A half-hour long second broadcast of Future of Play Direct launched in December 2021 during The Game Awards pre-show. The Direct showcased a program of newly announced independent projects, trailers, and game updates. Segments included the debut trailer for The Wreck and CURSES, and new trailers for El Paso, Elsewhere, ValiDate: Struggling Singles in Your Area, Hyper Gunsport from Necrosoft Games, Glitchhikers: The Spaces Between, Midautumn, and One More Multiverse.

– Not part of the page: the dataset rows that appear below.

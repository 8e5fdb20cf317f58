//! Error types for target descriptor operations.

use std::fmt;

/// Which half of the error taxonomy a failure belongs to.
#[derive(Debug, Clone, Copy, PartialEq, Eq)]
pub enum ErrorKind {
    /// Malformed syntax or missing/unresolvable data.
    Value,
    /// A value disagrees with the kind schema.
    Type,
}

impl fmt::Display for ErrorKind {
    fn fmt(&self, f: &mut fmt::Formatter<'_>) -> fmt::Result {
        match self {
            ErrorKind::Value => write!(f, "ValueError"),
            ErrorKind::Type => write!(f, "TypeError"),
        }
    }
}

/// Errors that can occur while building or loading target descriptors.
#[derive(Debug, thiserror::Error)]
pub enum TargetError {
    /// Malformed input: empty key or value, unbalanced quotes, duplicate key,
    /// missing required field, unknown device.
    #[error("ValueError: {message}")]
    Value {
        /// Message including any breadcrumb trail.
        message: String,
    },

    /// Schema mismatch: unknown attribute key, wrong dynamic type,
    /// unsupported conversion, unregistered kind.
    #[error("TypeError: {message}")]
    Type {
        /// Message including any breadcrumb trail.
        message: String,
    },

    /// A kind definition is internally inconsistent.
    #[error("invalid target kind '{kind}': {detail}")]
    InvalidKind {
        /// Name of the offending kind.
        kind: String,
        /// Description of the problem.
        detail: String,
    },

    /// TOML deserialization error while loading tag files.
    #[error("TOML parse error: {0}")]
    Toml(#[from] toml::de::Error),

    /// JSON deserialization error while loading a config string.
    #[error("JSON parse error: {0}")]
    Json(#[from] serde_json::Error),

    /// I/O error reading tag files.
    #[error("I/O error: {0}")]
    Io(#[from] std::io::Error),
}

impl TargetError {
    /// Build a [`TargetError::Value`].
    pub fn value(message: impl Into<String>) -> Self {
        TargetError::Value {
            message: message.into(),
        }
    }

    /// Build a [`TargetError::Type`].
    pub fn type_error(message: impl Into<String>) -> Self {
        TargetError::Type {
            message: message.into(),
        }
    }

    /// The taxonomy bucket, if this error belongs to it.
    ///
    /// Loader failures (`Io`, `Toml`, `Json`) report [`ErrorKind::Value`]
    /// since they stem from malformed input.
    pub fn kind(&self) -> ErrorKind {
        match self {
            TargetError::Type { .. } | TargetError::InvalidKind { .. } => ErrorKind::Type,
            _ => ErrorKind::Value,
        }
    }

    /// The bare message without the kind prefix.
    pub fn message(&self) -> String {
        match self {
            TargetError::Value { message } | TargetError::Type { message } => message.clone(),
            other => other.to_string(),
        }
    }

    /// Re-raise with `suffix` appended to the message, keeping the kind.
    pub fn with_suffix(self, suffix: impl AsRef<str>) -> Self {
        let message = format!("{}{}", self.message(), suffix.as_ref());
        self.rebuild(message)
    }

    /// Re-raise with `prefix` prepended to the message, keeping the kind.
    pub fn with_prefix(self, prefix: impl AsRef<str>) -> Self {
        let message = format!("{}{}", prefix.as_ref(), self.message());
        self.rebuild(message)
    }

    fn rebuild(self, message: String) -> Self {
        match self.kind() {
            ErrorKind::Value => TargetError::Value { message },
            ErrorKind::Type => TargetError::Type { message },
        }
    }
}

/// Result type for target operations.
pub type Result<T> = std::result::Result<T, TargetError>;

#[cfg(test)]
mod tests {
    use super::*;

    #[test]
    fn suffix_keeps_kind() {
        let err = TargetError::type_error("bad").with_suffix("[2]");
        assert_eq!(err.kind(), ErrorKind::Type);
        assert_eq!(err.message(), "bad[2]");
        assert_eq!(err.to_string(), "TypeError: bad[2]");
    }

    #[test]
    fn breadcrumbs_accumulate() {
        let err = TargetError::value("oops")
            .with_suffix(", during parsing target[0]")
            .with_suffix(", during parsing target[\"host\"]");
        assert_eq!(
            err.message(),
            "oops, during parsing target[0], during parsing target[\"host\"]"
        );
        assert_eq!(err.kind(), ErrorKind::Value);
    }

    #[test]
    fn prefix_keeps_kind() {
        let err = TargetError::type_error("mismatch").with_prefix("[1]");
        assert_eq!(err.message(), "[1]mismatch");
        assert_eq!(err.kind(), ErrorKind::Type);
    }

    #[test]
    fn io_errors_are_value_errors() {
        let err: TargetError = std::io::Error::new(std::io::ErrorKind::NotFound, "gone").into();
        assert_eq!(err.kind(), ErrorKind::Value);
        assert!(err.with_suffix("!").message().contains("gone"));
    }
}
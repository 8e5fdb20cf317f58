//! CLI command implementations.

pub mod kinds;
pub mod parse;
pub mod tags;
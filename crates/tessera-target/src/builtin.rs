//! Built-in target kinds.
//!
//! Provides the `llvm`, `c`, `cuda`, `rocm` and `opencl` kinds. Hosts that
//! need other kinds register them on the returned registry.

use std::collections::BTreeMap;

use crate::device::DeviceType;
use crate::error::{Result, TargetError};
use crate::kind::{KindRegistry, TargetKind};
use crate::value::{ConfigMap, Value, ValueType};

/// A registry holding every built-in kind.
pub fn builtin_kinds() -> Result<KindRegistry> {
    let mut registry = KindRegistry::new();
    registry.register(llvm()?)?;
    registry.register(c()?)?;
    registry.register(cuda()?)?;
    registry.register(rocm()?)?;
    registry.register(opencl()?)?;
    Ok(registry)
}

fn str_array() -> ValueType {
    ValueType::array_of(ValueType::Str)
}

fn llvm() -> Result<TargetKind> {
    TargetKind::builder("llvm", DeviceType::CPU)
        .add_attr_option("mattr", str_array())
        .add_attr_option("mcpu", ValueType::Str)
        .add_attr_option("mtriple", ValueType::Str)
        .add_attr_option("mfloat-abi", ValueType::Str)
        .add_attr_option("mabi", ValueType::Str)
        .add_attr_option("num-cores", ValueType::Int)
        .add_attr_option("opt-level", ValueType::Int)
        .add_attr_option("fast-math", ValueType::Bool)
        .add_attr_option("cl-opt", str_array())
        .add_attr_option("jit", ValueType::Str)
        .add_attr_option("vector-width", ValueType::Int)
        .set_default_keys(["cpu"])
        .set_target_parser(llvm_target_parser)
        .build()
}

/// Derive architecture features from `mtriple` and `mattr`.
fn llvm_target_parser(mut config: ConfigMap) -> Result<ConfigMap> {
    let arch = config
        .get("mtriple")
        .and_then(Value::as_str)
        .and_then(|triple| triple.split('-').next())
        .unwrap_or_default()
        .to_string();
    let mattr: Vec<String> = match config.get("mattr") {
        Some(Value::Array(items)) => items
            .iter()
            .filter_map(Value::as_str)
            .map(str::to_string)
            .collect(),
        Some(Value::Str(s)) => s.split(',').map(|a| a.trim().to_string()).collect(),
        _ => Vec::new(),
    };

    let is_x86 = matches!(arch.as_str(), "x86_64" | "i386" | "i686");
    let is_aarch64 = matches!(arch.as_str(), "aarch64" | "arm64");
    let has_sve = is_aarch64 && mattr.iter().any(|a| a == "+sve" || a == "+sve2");

    let mut features = BTreeMap::new();
    features.insert(Value::from("arch"), Value::Str(arch));
    features.insert(Value::from("is_x86"), Value::Bool(is_x86));
    features.insert(Value::from("is_aarch64"), Value::Bool(is_aarch64));
    features.insert(Value::from("has_sve"), Value::Bool(has_sve));
    config.insert("features".into(), Value::Map(features));
    Ok(config)
}

fn c() -> Result<TargetKind> {
    TargetKind::builder("c", DeviceType::CPU)
        .add_attr_option("mcpu", ValueType::Str)
        .add_attr_option("march", ValueType::Str)
        .add_attr_option("workspace-byte-alignment", ValueType::Int)
        .add_attr_option("constants-byte-alignment", ValueType::Int)
        .set_default_keys(["cpu"])
        .build()
}

fn cuda() -> Result<TargetKind> {
    TargetKind::builder("cuda", DeviceType::CUDA)
        .add_attr_option("mcpu", ValueType::Str)
        .add_attr_option("arch", ValueType::Str)
        .add_attr_option("max_shared_memory_per_block", ValueType::Int)
        .add_attr_option("max_threads_per_block", ValueType::Int)
        .add_attr_option_with_default("max_num_threads", ValueType::Int, 1024i64)
        .add_attr_option_with_default("thread_warp_size", ValueType::Int, 32i64)
        .add_attr_option("registers_per_block", ValueType::Int)
        .add_attr_option("l2_cache_size_bytes", ValueType::Int)
        .set_default_keys(["cuda", "gpu"])
        .set_attrs_preprocessor(cuda_preprocessor)
        .build()
}

/// Normalize `arch` to the `sm_XX` form, falling back to `mcpu` and then
/// `sm_50`. Applying it twice gives the same result.
fn cuda_preprocessor(mut attrs: ConfigMap) -> Result<ConfigMap> {
    let arch = attrs
        .get("arch")
        .or_else(|| attrs.get("mcpu"))
        .and_then(Value::as_str)
        .unwrap_or("sm_50")
        .to_string();
    let arch = if !arch.is_empty() && arch.chars().all(|c| c.is_ascii_digit()) {
        format!("sm_{arch}")
    } else {
        arch
    };
    if !arch.starts_with("sm_") {
        return Err(TargetError::value(format!(
            "CUDA arch must be of the form sm_XX, but get: {arch}"
        )));
    }
    attrs.insert("arch".into(), Value::Str(arch));
    Ok(attrs)
}

fn rocm() -> Result<TargetKind> {
    TargetKind::builder("rocm", DeviceType::ROCM)
        .add_attr_option_with_default("mcpu", ValueType::Str, "gfx900")
        .add_attr_option_with_default("mtriple", ValueType::Str, "amdgcn-amd-amdhsa-hcc")
        .add_attr_option("mattr", str_array())
        .add_attr_option_with_default("max_num_threads", ValueType::Int, 256i64)
        .add_attr_option_with_default("thread_warp_size", ValueType::Int, 64i64)
        .add_attr_option_with_default("max_shared_memory_per_block", ValueType::Int, 65536i64)
        .set_default_keys(["rocm", "gpu"])
        .build()
}

fn opencl() -> Result<TargetKind> {
    TargetKind::builder("opencl", DeviceType::OPENCL)
        .add_attr_option_with_default("max_threads_per_block", ValueType::Int, 256i64)
        .add_attr_option_with_default("max_num_threads", ValueType::Int, 256i64)
        .add_attr_option_with_default("thread_warp_size", ValueType::Int, 1i64)
        .add_attr_option_with_default("texture_spatial_limit", ValueType::Int, 16384i64)
        .set_default_keys(["opencl", "gpu"])
        .build()
}

#[cfg(test)]
mod tests {
    use super::*;
    use crate::error::ErrorKind;
    use crate::kind::{KindExtension, KindLookup};
    use crate::resolver::Resolver;
    use crate::target::Target;

    #[test]
    fn registers_every_kind() {
        let kinds = builtin_kinds().unwrap();
        assert_eq!(kinds.names(), vec!["c", "cuda", "llvm", "opencl", "rocm"]);
        let llvm = kinds.lookup_kind("llvm").unwrap();
        assert!(matches!(llvm.extension(), KindExtension::Parser(_)));
        let cuda = kinds.lookup_kind("cuda").unwrap();
        assert!(matches!(cuda.extension(), KindExtension::Preprocessor(_)));
        assert_eq!(cuda.default_device_type(), DeviceType::CUDA);
    }

    #[test]
    fn llvm_features_follow_the_triple() {
        let kinds = builtin_kinds().unwrap();
        let resolver = Resolver::new(&kinds);
        let t = Target::parse(
            "llvm -mtriple=aarch64-linux-gnu -mattr=+neon,+sve",
            &resolver,
        )
        .unwrap();
        assert_eq!(t.get_feature("arch"), Some(&Value::from("aarch64")));
        assert_eq!(t.get_feature("is_aarch64"), Some(&Value::Bool(true)));
        assert_eq!(t.get_feature("has_sve"), Some(&Value::Bool(true)));
        assert_eq!(t.get_feature("is_x86"), Some(&Value::Bool(false)));
        assert!(t.get_attr("features").is_none());
    }

    #[test]
    fn llvm_parser_reads_unparsed_configs() {
        let mut config = ConfigMap::new();
        config.insert("kind".into(), Value::from("llvm"));
        config.insert("mtriple".into(), Value::from("x86_64-pc-linux-gnu"));
        config.insert("mattr".into(), Value::from("+avx2, +fma"));
        let out = llvm_target_parser(config).unwrap();
        let features = out.get("features").and_then(Value::as_map).unwrap();
        assert_eq!(features.get(&Value::from("is_x86")), Some(&Value::Bool(true)));
        assert_eq!(out.get("kind"), Some(&Value::from("llvm")));
    }

    #[test]
    fn cuda_arch_is_normalized() {
        let kinds = builtin_kinds().unwrap();
        let resolver = Resolver::new(&kinds);
        let cases = [
            ("cuda", "sm_50"),
            ("cuda -arch=80", "sm_80"),
            ("cuda -mcpu=sm_75", "sm_75"),
            ("cuda -arch=sm_86 -mcpu=sm_75", "sm_86"),
        ];
        for (text, arch) in cases {
            let t = Target::parse(text, &resolver).unwrap();
            assert_eq!(t.get_attr("arch"), Some(&Value::from(arch)), "{text}");
        }
    }

    #[test]
    fn cuda_preprocessor_is_idempotent() {
        let mut attrs = ConfigMap::new();
        attrs.insert("arch".into(), Value::from("70"));
        let once = cuda_preprocessor(attrs).unwrap();
        let twice = cuda_preprocessor(once.clone()).unwrap();
        assert_eq!(once, twice);
    }

    #[test]
    fn cuda_rejects_foreign_arch() {
        let err = cuda_preprocessor(
            [("arch".to_string(), Value::from("gfx900"))].into_iter().collect(),
        )
        .unwrap_err();
        assert_eq!(err.kind(), ErrorKind::Value);
    }

    #[test]
    fn gpu_defaults_are_installed() {
        let kinds = builtin_kinds().unwrap();
        let resolver = Resolver::new(&kinds);
        let rocm = Target::parse("rocm", &resolver).unwrap();
        assert_eq!(rocm.get_attr("mcpu"), Some(&Value::from("gfx900")));
        assert_eq!(rocm.get_attr("thread_warp_size"), Some(&Value::Int(64)));
        assert_eq!(rocm.keys(), ["rocm", "gpu"]);

        let opencl = Target::parse("opencl -max_num_threads=128", &resolver).unwrap();
        assert_eq!(opencl.get_attr("max_num_threads"), Some(&Value::Int(128)));
        assert_eq!(opencl.get_attr("texture_spatial_limit"), Some(&Value::Int(16384)));
    }
}
//! Splitting raw target strings into option and array tokens.

use crate::codec::{ESCAPE, QUOTE};
use crate::error::{Result, TargetError};

/// Split `s` on unquoted occurrences of `separator`.
///
/// Escape sequences and quotes are copied into the token verbatim so that
/// [`crate::codec::interpret`] can decode them later. Empty tokens are dropped.
pub fn split(s: &str, separator: char) -> Result<Vec<String>> {
    let chars: Vec<char> = s.chars().collect();
    let mut tokens = Vec::new();
    let mut current = String::new();
    let mut quoted = false;
    let mut pos = 0;

    while pos < chars.len() {
        let c = chars[pos];
        if c == separator && !quoted {
            if !current.is_empty() {
                tokens.push(std::mem::take(&mut current));
            }
            pos += 1;
        } else if c == ESCAPE && pos + 1 < chars.len() {
            current.push(ESCAPE);
            current.push(chars[pos + 1]);
            pos += 2;
        } else {
            if c == QUOTE {
                quoted = !quoted;
            }
            current.push(c);
            pos += 1;
        }
    }

    if quoted {
        return Err(TargetError::value("Mismatched quotes '' in string"));
    }
    if !current.is_empty() {
        tokens.push(current);
    }
    Ok(tokens)
}

/// Split on unquoted spaces.
pub fn split_whitespace(s: &str) -> Result<Vec<String>> {
    split(s, ' ')
}

/// Split on unquoted commas.
pub fn split_comma(s: &str) -> Result<Vec<String>> {
    split(s, ',')
}

/// Strip the leading run of dashes from an option token.
pub fn remove_prefix_dashes(s: &str) -> Result<&str> {
    let stripped = s.trim_start_matches('-');
    if stripped.len() == s.len() {
        return Err(TargetError::value(format!(
            "Attribute keys should start with '-', not an attribute key: {s}"
        )));
    }
    if stripped.is_empty() {
        return Err(TargetError::value(format!("Not an attribute key: {s}")));
    }
    Ok(stripped)
}

/// Byte offset of the first occurrence of `target` not protected by an escape.
fn find_unescaped(s: &str, target: char) -> Option<usize> {
    let mut escaping = false;
    for (i, c) in s.char_indices() {
        if escaping {
            escaping = false;
        } else if c == ESCAPE {
            escaping = true;
        } else if c == target {
            return Some(i);
        }
    }
    None
}

/// A key/value pair pulled out of the option token stream.
#[derive(Debug, Clone, PartialEq, Eq)]
pub struct KvPair {
    /// Attribute key with dashes already stripped.
    pub key: String,
    /// Raw, still-escaped value text.
    pub value: String,
    /// How many tokens the pair occupied (1 or 2).
    pub consumed: usize,
}

/// Extract a key/value pair from `s` and the token after it.
///
/// - `key=value` consumes one token.
/// - `key value` consumes two, when `next` exists and does not start with `-`.
/// - a bare `key` is a flag with value `"1"`.
pub fn parse_kv_pair(s: &str, next: Option<&str>) -> Result<KvPair> {
    if let Some(pos) = find_unescaped(s, '=') {
        let (key, value) = (&s[..pos], &s[pos + 1..]);
        if key.is_empty() || value.is_empty() {
            return Err(TargetError::value(format!(
                "Empty attribute key or value in \"{s}\""
            )));
        }
        return Ok(KvPair {
            key: key.to_string(),
            value: value.to_string(),
            consumed: 1,
        });
    }
    match next {
        Some(next) if !next.is_empty() && !next.starts_with('-') => Ok(KvPair {
            key: s.to_string(),
            value: next.to_string(),
            consumed: 2,
        }),
        _ => Ok(KvPair {
            key: s.to_string(),
            value: "1".to_string(),
            consumed: 1,
        }),
    }
}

It also saw the addition of concerts, featuring music from the game's soundtracks. In conjunction with the broadcast, a Steam event ran from December 9 to 16, highlighting all available and upcoming titles from both Directs.

== Games ==

=== Optica ===
GLITCH published the puzzle game Optica in 2018 alongside Graveck, the award-winning game developer and studio behind Strata.

=== HyperDot ===
GLITCH published HyperDot in partnership with developer, Tribe Games, in January 2020. The game implemented a wide variety of accessible features. The game supports many different types of controller inputs beyond standard console or PC inputs, from eye-tracking to touch controls to the Xbox Adaptive Controller, and is designed to automatically detect what type of controller is being used. It also includes features such as colorblind mode, two different high-contrast modes, button remapping options, and the ability to disable things such as background animations, controller vibrations, and screen shake.

HyperDot was nominated for the Innovation in Accessibility awards at the 2020 Game Awards, alongside The Last of Us Part 2, Assassin's Creed Valhalla, and Watch Dogs: Legion.